The last bastion

Agartala, Feb. 8: The Tripura CPM is confident of retaining the last Communist bastion in the country after debacles in West Bengal and Kerala, the buoyancy stemming from its almost impenetrable base among indigenous voters.

"There is no denying that the Scheduled Tribe (ST) seats form our core strength and have long been our base areas," CPM office secretary Haripada Das said.

The 60-member Tripura Assembly has 20 seats reserved for indigenous people ' three were added to the earlier 17 by an act of Parliament as part of the peace accord with Tripura National Volunteers in 1988.

At best, the CPM bagged 19 of the 20 seats in 2008 with only INPT supremo Bijay Kumar Hrangkhawal scraping through the now defunct Kulai (ST) seat by a margin of 117 votes. Even in the worst of times, its tally never went below 13 of the 20 ST seats.

"There is no reason why the good result cannot be replicated," Das said. He traced the origin of the Marxist base among indigenous people to the literacy movement launched by late chief minister and legendary indigenous leader Dasharath Deb from December 1945 under the banner of Jana Shiksha Andolan (mass literacy movement). Within two years, he formed the Gana Mukti Parishad against the misrule of the royal family.

Soon, late Biren Dutta and Pranesh Biswas formed a Communist party unit here but it gained strength only after Deb and his followers joined it en masse, Das said. After the Calcutta congress of the undivided Communist party called for an armed struggle, the Tripura unit joined it.

The armed struggle fizzled out because of changed party line after the government of India deployed army under the command of Nanjhappa upon merger of princely Tripura with the Indian Union on October 15, 1949, but the Communist movement had taken shape, Das said.

In Independent India's first Lok Sabha polls of 1952, undivided CPI candidates Dasharath Deb (East Tripura ST seat) and Biren Dutta (West Tripura general seat) won handsomely by securing more than 62 per cent votes.

"But the influx of Bengali refugees from riot-torn East Pakistan started changing the electoral equations. While the indigenous people remained with the Communist party, the CPI and then the CPM, the new arrivals developed a fear psychosis drilled by the Congress that the Communists would expel them from Tripura," Das said.

Citing the Communist party's electoral supremacy, Das said of the 15 Lok Sabha elections held so far, the party had won the East Tripura (ST) Lok Sabha seat 11 times and West Tripura general seat 10 times.

"This includes the controversial and rigging-marred Lok Sabha elections of 1989 and 1991. The then CPM candidate, present chief minister Manik Sarkar, had to be withdrawn from West Tripura seat on the poll day in 1989 while the Lok Sabha polls of 1991 were totally boycotted by the CPM," Das said. "Even at the height of regionalism in state politics, the Tripura Upajati Juba Samiti (TUJS) could only win six seats in 1983 and seven in 1988 while the Congress could win its lone seat in 1988."

"Our tally of ST seats has never gone below 13 of the 20 seats at the worst of times.
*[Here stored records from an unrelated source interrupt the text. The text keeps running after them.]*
//! # DTDA Disease-Target-Drug Agent
//!
//! Searches for targets known to be implicated in a disease and for drugs
//! known to affect a target directly or indirectly.
//!
//! # Module Structure
//!
//! - [`dtda`] - domain logic: drug-target index, mutation effects,
//!   disease statistics
//! - [`genomics`] - cancer-genomics study access behind the
//!   [`genomics::MutationDatabase`] trait
//! - [`module`] - the KQML-facing agent

pub mod dtda;
pub mod genomics;
pub mod module;

pub use dtda::{Disease, Dtda, DtdaError, MutationEffect};
pub use genomics::{LocalStudyIndex, MutationDatabase};
pub use module::DtdaAgent;
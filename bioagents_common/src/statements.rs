//! Biological statement model.
//!
//! A serde-deserializable subset of INDRA-style statements, enough for the
//! agents in this workspace: active-form assertions (mutation effects),
//! phosphorylations, and activations. Resource corpora under `resources/`
//! are JSON arrays of [`Statement`].

use std::collections::BTreeMap;
use std::fmt;

use serde::{Deserialize, Serialize};

/// A named biological entity with database groundings.
#[derive(Debug, Clone, PartialEq, Eq, Default, Serialize, Deserialize)]
pub struct BioEntity {
    /// Canonical name (typically an HGNC symbol or FamPlex id).
    pub name: String,

    /// Database references, e.g. `{"HGNC": "1097", "UP": "P15056"}`.
    #[serde(default)]
    pub db_refs: BTreeMap<String, String>,

    /// Mutation conditions on this entity, if any.
    #[serde(default)]
    pub mutations: Vec<MutationCondition>,

    /// Modification conditions on this entity, if any.
    #[serde(default)]
    pub mods: Vec<ModCondition>,
}

impl BioEntity {
    /// Entity with just a name.
    pub fn named(name: impl Into<String>) -> Self {
        Self {
            name: name.into(),
            ..Self::default()
        }
    }
}

/// A single amino-acid substitution, e.g. V600E.
#[derive(Debug, Clone, PartialEq, Eq, Serialize, Deserialize)]
pub struct MutationCondition {
    /// Wild-type residue (one-letter code).
    pub residue_from: String,
    /// Sequence position as written in the source, e.g. "600".
    pub position: String,
    /// Substituted residue (one-letter code).
    pub residue_to: String,
}

impl fmt::Display for MutationCondition {
    fn fmt(&self, f: &mut fmt::Formatter<'_>) -> fmt::Result {
        write!(f, "{}{}{}", self.residue_from, self.position, self.residue_to)
    }
}

/// A post-translational modification condition, e.g. phosphorylation
/// at S222.
#[derive(Debug, Clone, PartialEq, Eq, Serialize, Deserialize)]
pub struct ModCondition {
    /// Modification type, lowercase, e.g. `phosphorylation`.
    pub mod_type: String,
    /// Modified residue (one-letter code), when known.
    #[serde(default)]
    pub residue: Option<String>,
    /// Sequence position, when known.
    #[serde(default)]
    pub position: Option<String>,
}

/// One piece of evidence supporting a statement.
#[derive(Debug, Clone, PartialEq, Eq, Default, Serialize, Deserialize)]
pub struct Evidence {
    /// PubMed identifier, digits only.
    #[serde(default)]
    pub pmid: Option<String>,

    /// Literal sentence the statement was extracted from.
    #[serde(default)]
    pub text: Option<String>,

    /// Source reader or database name.
    #[serde(default)]
    pub source_api: Option<String>,

    /// Identifier within the source database.
    #[serde(default)]
    pub source_id: Option<String>,
}

/// A biological statement.
#[derive(Debug, Clone, PartialEq, Eq, Serialize, Deserialize)]
#[serde(tag = "type")]
pub enum Statement {
    /// An agent in a particular state is (or is not) active.
    ActiveForm {
        agent: BioEntity,
        is_active: bool,
        #[serde(default)]
        evidence: Vec<Evidence>,
    },

    /// Enzyme phosphorylates substrate, optionally at a site.
    Phosphorylation {
        #[serde(default)]
        enz: Option<BioEntity>,
        sub: BioEntity,
        #[serde(default)]
        residue: Option<String>,
        #[serde(default)]
        position: Option<String>,
        #[serde(default)]
        evidence: Vec<Evidence>,
    },

    /// Subject activates (or inhibits) object.
    Activation {
        subj: BioEntity,
        obj: BioEntity,
        is_activation: bool,
        #[serde(default)]
        evidence: Vec<Evidence>,
    },
}

impl Statement {
    /// Evidence list for any statement kind.
    pub fn evidence(&self) -> &[Evidence] {
        match self {
            Self::ActiveForm { evidence, .. }
            | Self::Phosphorylation { evidence, .. }
            | Self::Activation { evidence, .. } => evidence,
        }
    }

    /// English rendering, used as the provenance fallback when an
    /// evidence entry has neither literal text nor a database id.
    pub fn english(&self) -> String {
        match self {
            Self::ActiveForm {
                agent, is_active, ..
            } => {
                let state = if *is_active { "active" } else { "inactive" };
                if agent.mutations.is_empty() {
                    format!("{} is {state}.", agent.name)
                } else {
                    let muts: Vec<String> =
                        agent.mutations.iter().map(|m| m.to_string()).collect();
                    format!("{} with mutation {} is {state}.", agent.name, muts.join("/"))
                }
            }
            Self::Phosphorylation {
                enz,
                sub,
                residue,
                position,
                ..
            } => {
                let site = match (residue, position) {
                    (Some(r), Some(p)) => format!(" on {r}{p}"),
                    (Some(r), None) => format!(" on {r}"),
                    _ => String::new(),
                };
                match enz {
                    Some(enz) => format!("{} phosphorylates {}{site}.", enz.name, sub.name),
                    None => format!("{} is phosphorylated{site}.", sub.name),
                }
            }
            Self::Activation {
                subj,
                obj,
                is_activation,
                ..
            } => {
                let verb = if *is_activation { "activates" } else { "inhibits" };
                format!("{} {verb} {}.", subj.name, obj.name)
            }
        }
    }
}

/// Load a statement corpus from a JSON file.
pub fn load_corpus(path: &std::path::Path) -> Result<Vec<Statement>, CorpusError> {
    let content = std::fs::read_to_string(path).map_err(|e| CorpusError::Read {
        path: path.display().to_string(),
        source: e,
    })?;
    serde_json::from_str(&content).map_err(|e| CorpusError::Parse {
        path: path.display().to_string(),
        source: e,
    })
}

/// Error loading a statement corpus.
#[derive(Debug, thiserror::Error)]
pub enum CorpusError {
    #[error("could not read corpus {path}: {source}")]
    Read {
        path: String,
        source: std::io::Error,
    },

    #[error("could not parse corpus {path}: {source}")]
    Parse {
        path: String,
        source: serde_json::Error,
    },
}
Even in the two successive elections to the autonomous district council (ADC) for tribals, the CPM-led Left Front made a clean sweep of all the 28 elective seats twice in 2005 and in 2010," he added.

He attributed this to the CPM's continued struggle and endeavour for tribal welfare. He said the CPM struggled for ADC and organised the first ADC elections in January 1982 even before the Centre amended the Constitution to extend the provisions of Sixth Schedule to Tripura ADC.

"We are confident that the vast majority of ST seats in this Assembly election also will come to us despite the artificial hype sought to be created by the Congress and its ally INPT," Das said.

Leader of the Opposition Ratanlal Nath blamed the Congress's lack of acceptance among indigenous people to its poor organisational work.

"Our party leadership in the past made serious mistakes by not trying to enlist support from the indigenous people but those days are gone. Indigenous people in Tripura are keen to join the national mainstream and they are coming to us in large numbers," he said.

He described the struggle launched by Deb in the mid-forties as "essentially an ethnic movement directed against the Bengalis" and termed the Communists during the armed struggle period as "those who fought against the nascent Indian state like insurgents". He said in the upcoming Assembly polls, the Congress and the INPT would comfortably secure at least eight seats.